Data for this task Start Marker
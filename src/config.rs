use std::path::PathBuf;
use std::time::Duration;

use crate::{
    collab::VoiceParams,
    foundation::core::{Canvas, VideoFormat},
    foundation::error::{ReelforgeError, ReelforgeResult},
};

/// Vertical band (expressed as canvas-height ratios) within which on-screen
/// text must stay to avoid platform chrome and edge cropping.
#[derive(Clone, Copy, Debug, serde::Serialize, serde::Deserialize)]
pub struct SafeZone {
    /// Fraction of canvas height reserved at the top (status bar, search UI).
    pub top_ratio: f64,
    /// Fraction of canvas height reserved at the bottom (title, sound bar).
    pub bottom_ratio: f64,
    /// Fraction of canvas width reserved on each side (action buttons).
    pub side_ratio: f64,
}

impl Default for SafeZone {
    fn default() -> Self {
        Self {
            top_ratio: 0.15,
            bottom_ratio: 0.30,
            side_ratio: 0.10,
        }
    }
}

impl SafeZone {
    /// Topmost allowed y coordinate for text, in pixels.
    pub fn y_min(&self, canvas: Canvas) -> f64 {
        f64::from(canvas.height) * self.top_ratio
    }

    /// Bottommost allowed y coordinate (exclusive of the bottom band), in pixels.
    pub fn y_max(&self, canvas: Canvas) -> f64 {
        f64::from(canvas.height) * (1.0 - self.bottom_ratio)
    }

    /// Maximum pixel width available to a text block.
    pub fn max_text_width(&self, canvas: Canvas) -> f64 {
        f64::from(canvas.width) * (1.0 - 2.0 * self.side_ratio)
    }
}

/// Caption styling and pacing parameters.
#[derive(Clone, Debug, serde::Serialize, serde::Deserialize)]
pub struct SubtitleStyle {
    /// Path to the caption font file.
    pub font_path: PathBuf,
    /// Font size for short captions, in pixels.
    pub font_px: f32,
    /// Font size used once a caption exceeds [`SubtitleStyle::small_threshold_chars`].
    pub font_px_small: f32,
    /// Character count above which the smaller font size is used.
    pub small_threshold_chars: usize,
    /// Outline stroke width in pixels.
    pub stroke_px: f64,
    /// Horizontal background-box padding in pixels.
    pub padding_x: f64,
    /// Vertical background-box padding in pixels.
    pub padding_y: f64,
    /// Background-box opacity, `0.0..=1.0`.
    pub bg_opacity: f64,
    /// Pixel offset of the default caption position above the safe-zone floor.
    pub bottom_offset_px: f64,
    /// Maximum characters per caption chunk before splitting.
    pub max_chars: usize,
    /// Minimum on-screen duration for one caption chunk, seconds.
    pub min_caption_sec: f64,
    /// Maximum on-screen duration for one caption chunk, seconds.
    pub max_caption_sec: f64,
    /// Assumed reading speed used when pacing caption chunks.
    pub read_chars_per_sec: f64,
}

impl Default for SubtitleStyle {
    fn default() -> Self {
        Self {
            font_path: PathBuf::from("fonts/subtitle.ttf"),
            font_px: 70.0,
            font_px_small: 60.0,
            small_threshold_chars: 30,
            stroke_px: 3.0,
            padding_x: 30.0,
            padding_y: 20.0,
            bg_opacity: 0.6,
            bottom_offset_px: 150.0,
            max_chars: 40,
            min_caption_sec: 1.0,
            max_caption_sec: 6.0,
            read_chars_per_sec: 12.0,
        }
    }
}

/// Title-card styling parameters. Titles live in a band near the top of the
/// canvas, below a small margin that avoids platform UI.
#[derive(Clone, Debug, serde::Serialize, serde::Deserialize)]
pub struct TitleStyle {
    /// Path to the title font file.
    pub font_path: PathBuf,
    /// Title font size in pixels.
    pub font_px: f32,
    /// Horizontal background-box padding in pixels.
    pub padding_x: f64,
    /// Vertical background-box padding in pixels.
    pub padding_y: f64,
    /// Background-box opacity, `0.0..=1.0`.
    pub bg_opacity: f64,
    /// Fraction of canvas height kept clear above the title.
    pub top_margin_ratio: f64,
    /// Fraction of canvas height the title band extends to.
    pub band_ratio: f64,
}

impl Default for TitleStyle {
    fn default() -> Self {
        Self {
            font_path: PathBuf::from("fonts/title.ttf"),
            font_px: 80.0,
            padding_x: 40.0,
            padding_y: 30.0,
            bg_opacity: 0.7,
            top_margin_ratio: 0.07,
            band_ratio: 0.25,
        }
    }
}

/// Language-specific narration pacing used when a segment carries no duration
/// estimate and when audio measurement fails.
#[derive(Clone, Copy, Debug, serde::Serialize, serde::Deserialize)]
pub struct NarrationRate {
    /// Average narrated characters per second.
    pub chars_per_sec: f64,
}

impl NarrationRate {
    /// Rate for a BCP-47-ish language code. Dense scripts narrate far fewer
    /// characters per second than Latin ones.
    pub fn for_language(code: &str) -> Self {
        let primary = code
            .split(['-', '_'])
            .next()
            .unwrap_or("")
            .to_ascii_lowercase();
        let chars_per_sec = match primary.as_str() {
            "ko" | "ja" | "zh" => 3.0,
            _ => 14.0,
        };
        Self { chars_per_sec }
    }

    /// Estimated narration duration for `text`, never below 0.1 s.
    pub fn estimate_sec(&self, text: &str) -> f64 {
        let chars = text.chars().count() as f64;
        (chars / self.chars_per_sec).max(0.1)
    }
}

/// Complete pipeline configuration.
///
/// Precedence when assembling the effective configuration for a job is
/// explicit override > account default > global default; see
/// [`PipelineConfig::merged`].
#[derive(Clone, Debug, serde::Serialize, serde::Deserialize)]
pub struct PipelineConfig {
    /// Target video format; decides the output canvas.
    pub format: VideoFormat,
    /// Output frame rate.
    pub fps: u32,
    /// Narration language code.
    pub language: String,
    /// Voice parameters handed to the speech-synthesis collaborator.
    pub voice: VoiceParams,
    /// Crossfade overlap between adjacent clips, seconds.
    pub crossfade_sec: f64,
    /// Peak Ken Burns zoom factor reached at the end of each clip.
    pub ken_burns_ratio: f64,
    /// Music fade-in length, seconds.
    pub music_fade_in_sec: f64,
    /// Music fade-out length, seconds.
    pub music_fade_out_sec: f64,
    /// Requested music volume before clamping.
    pub music_volume: f64,
    /// Lower bound of the allowed music volume band.
    pub music_volume_floor: f64,
    /// Upper bound of the allowed music volume band.
    pub music_volume_ceiling: f64,
    /// Segment-sum mismatch (seconds) above which the reconciler rescales.
    pub rescale_tolerance_sec: f64,
    /// Residual (seconds) above which the reconciler adjusts the last segment.
    pub residual_tolerance_sec: f64,
    /// Minimum duration any segment or clip may be squeezed to.
    pub min_segment_sec: f64,
    /// Working directory for downloaded and intermediate files.
    pub workdir: PathBuf,
    /// Directory receiving rendered videos.
    pub output_dir: PathBuf,
    /// Music library root (mood-named subdirectories + catalog file).
    pub music_dir: PathBuf,
    /// Backoff delays between publish attempts; the attempt count is
    /// `delays.len() + 1`.
    pub publish_backoff: Vec<Duration>,
    /// Safe zone for on-screen text.
    pub safe_zone: SafeZone,
    /// Caption styling.
    pub subtitle: SubtitleStyle,
    /// Title styling.
    pub title: TitleStyle,
}

impl Default for PipelineConfig {
    fn default() -> Self {
        Self {
            format: VideoFormat::Shorts,
            fps: 30,
            language: "en".to_string(),
            voice: VoiceParams::default(),
            crossfade_sec: 0.5,
            ken_burns_ratio: 1.15,
            music_fade_in_sec: 1.0,
            music_fade_out_sec: 2.0,
            music_volume: 0.3,
            music_volume_floor: 0.05,
            music_volume_ceiling: 0.30,
            rescale_tolerance_sec: 5.0,
            residual_tolerance_sec: 0.5,
            min_segment_sec: 0.5,
            workdir: PathBuf::from("work"),
            output_dir: PathBuf::from("output"),
            music_dir: PathBuf::from("music"),
            publish_backoff: vec![
                Duration::from_secs(2),
                Duration::from_secs(4),
                Duration::from_secs(8),
            ],
            safe_zone: SafeZone::default(),
            subtitle: SubtitleStyle::default(),
            title: TitleStyle::default(),
        }
    }
}

impl PipelineConfig {
    /// Output canvas derived from the configured format.
    pub fn canvas(&self) -> Canvas {
        self.format.canvas()
    }

    /// Narration rate for the configured language.
    pub fn narration_rate(&self) -> NarrationRate {
        NarrationRate::for_language(&self.language)
    }

    /// Validate configuration invariants.
    pub fn validate(&self) -> ReelforgeResult<()> {
        if self.fps == 0 {
            return Err(ReelforgeError::validation("fps must be > 0"));
        }
        if !self.crossfade_sec.is_finite() || self.crossfade_sec < 0.0 {
            return Err(ReelforgeError::validation(
                "crossfade_sec must be finite and >= 0",
            ));
        }
        if !self.ken_burns_ratio.is_finite() || self.ken_burns_ratio < 1.0 {
            return Err(ReelforgeError::validation(
                "ken_burns_ratio must be finite and >= 1.0",
            ));
        }
        if self.music_volume_floor < 0.0 || self.music_volume_ceiling > 1.0 {
            return Err(ReelforgeError::validation(
                "music volume band must stay within 0.0..=1.0",
            ));
        }
        if self.music_volume_floor > self.music_volume_ceiling {
            return Err(ReelforgeError::validation(
                "music_volume_floor must not exceed music_volume_ceiling",
            ));
        }
        if self.min_segment_sec <= 0.0 {
            return Err(ReelforgeError::validation("min_segment_sec must be > 0"));
        }
        let sz = &self.safe_zone;
        if sz.top_ratio + sz.bottom_ratio >= 1.0 {
            return Err(ReelforgeError::validation(
                "safe zone top and bottom bands must leave room between them",
            ));
        }
        Ok(())
    }

    /// Assemble the effective configuration from layered sources.
    ///
    /// `account` holds per-account defaults; `explicit` holds caller-supplied
    /// overrides for a single job. Precedence is explicit > account > global
    /// (self), applied field by field.
    pub fn merged(
        &self,
        account: Option<&ConfigOverlay>,
        explicit: Option<&ConfigOverlay>,
    ) -> PipelineConfig {
        let mut cfg = self.clone();
        if let Some(overlay) = account {
            overlay.apply(&mut cfg);
        }
        if let Some(overlay) = explicit {
            overlay.apply(&mut cfg);
        }
        cfg
    }
}

/// Partial configuration: every field optional, applied over a base config.
#[derive(Clone, Debug, Default, serde::Serialize, serde::Deserialize)]
pub struct ConfigOverlay {
    /// Override the target format.
    #[serde(default, skip_serializing_if = "Option::is_none")]
    pub format: Option<VideoFormat>,
    /// Override the narration language.
    #[serde(default, skip_serializing_if = "Option::is_none")]
    pub language: Option<String>,
    /// Override the synthesis voice.
    #[serde(default, skip_serializing_if = "Option::is_none")]
    pub voice: Option<VoiceParams>,
    /// Override the crossfade length.
    #[serde(default, skip_serializing_if = "Option::is_none")]
    pub crossfade_sec: Option<f64>,
    /// Override the Ken Burns peak zoom.
    #[serde(default, skip_serializing_if = "Option::is_none")]
    pub ken_burns_ratio: Option<f64>,
    /// Override the requested music volume.
    #[serde(default, skip_serializing_if = "Option::is_none")]
    pub music_volume: Option<f64>,
    /// Override the output directory.
    #[serde(default, skip_serializing_if = "Option::is_none")]
    pub output_dir: Option<PathBuf>,
    /// Override the music library root.
    #[serde(default, skip_serializing_if = "Option::is_none")]
    pub music_dir: Option<PathBuf>,
    /// Override the publish backoff schedule.
    #[serde(default, skip_serializing_if = "Option::is_none")]
    pub publish_backoff: Option<Vec<Duration>>,
}

impl ConfigOverlay {
    fn apply(&self, cfg: &mut PipelineConfig) {
        if let Some(v) = self.format {
            cfg.format = v;
        }
        if let Some(v) = &self.language {
            cfg.language = v.clone();
        }
        if let Some(v) = &self.voice {
            cfg.voice = v.clone();
        }
        if let Some(v) = self.crossfade_sec {
            cfg.crossfade_sec = v;
        }
        if let Some(v) = self.ken_burns_ratio {
            cfg.ken_burns_ratio = v;
        }
        if let Some(v) = self.music_volume {
            cfg.music_volume = v;
        }
        if let Some(v) = &self.output_dir {
            cfg.output_dir = v.clone();
        }
        if let Some(v) = &self.music_dir {
            cfg.music_dir = v.clone();
        }
        if let Some(v) = &self.publish_backoff {
            cfg.publish_backoff = v.clone();
        }
    }
}

#[cfg(test)]
#[path = "../tests/unit/config.rs"]
mod tests;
Data for this task End Marker
Required action –
If a line in the data above holds the string "SafeZone", copy it.

Solution to the problem –
pub struct SafeZone {
impl Default for SafeZone {
impl SafeZone {
    pub safe_zone: SafeZone,
            safe_zone: SafeZone::default(),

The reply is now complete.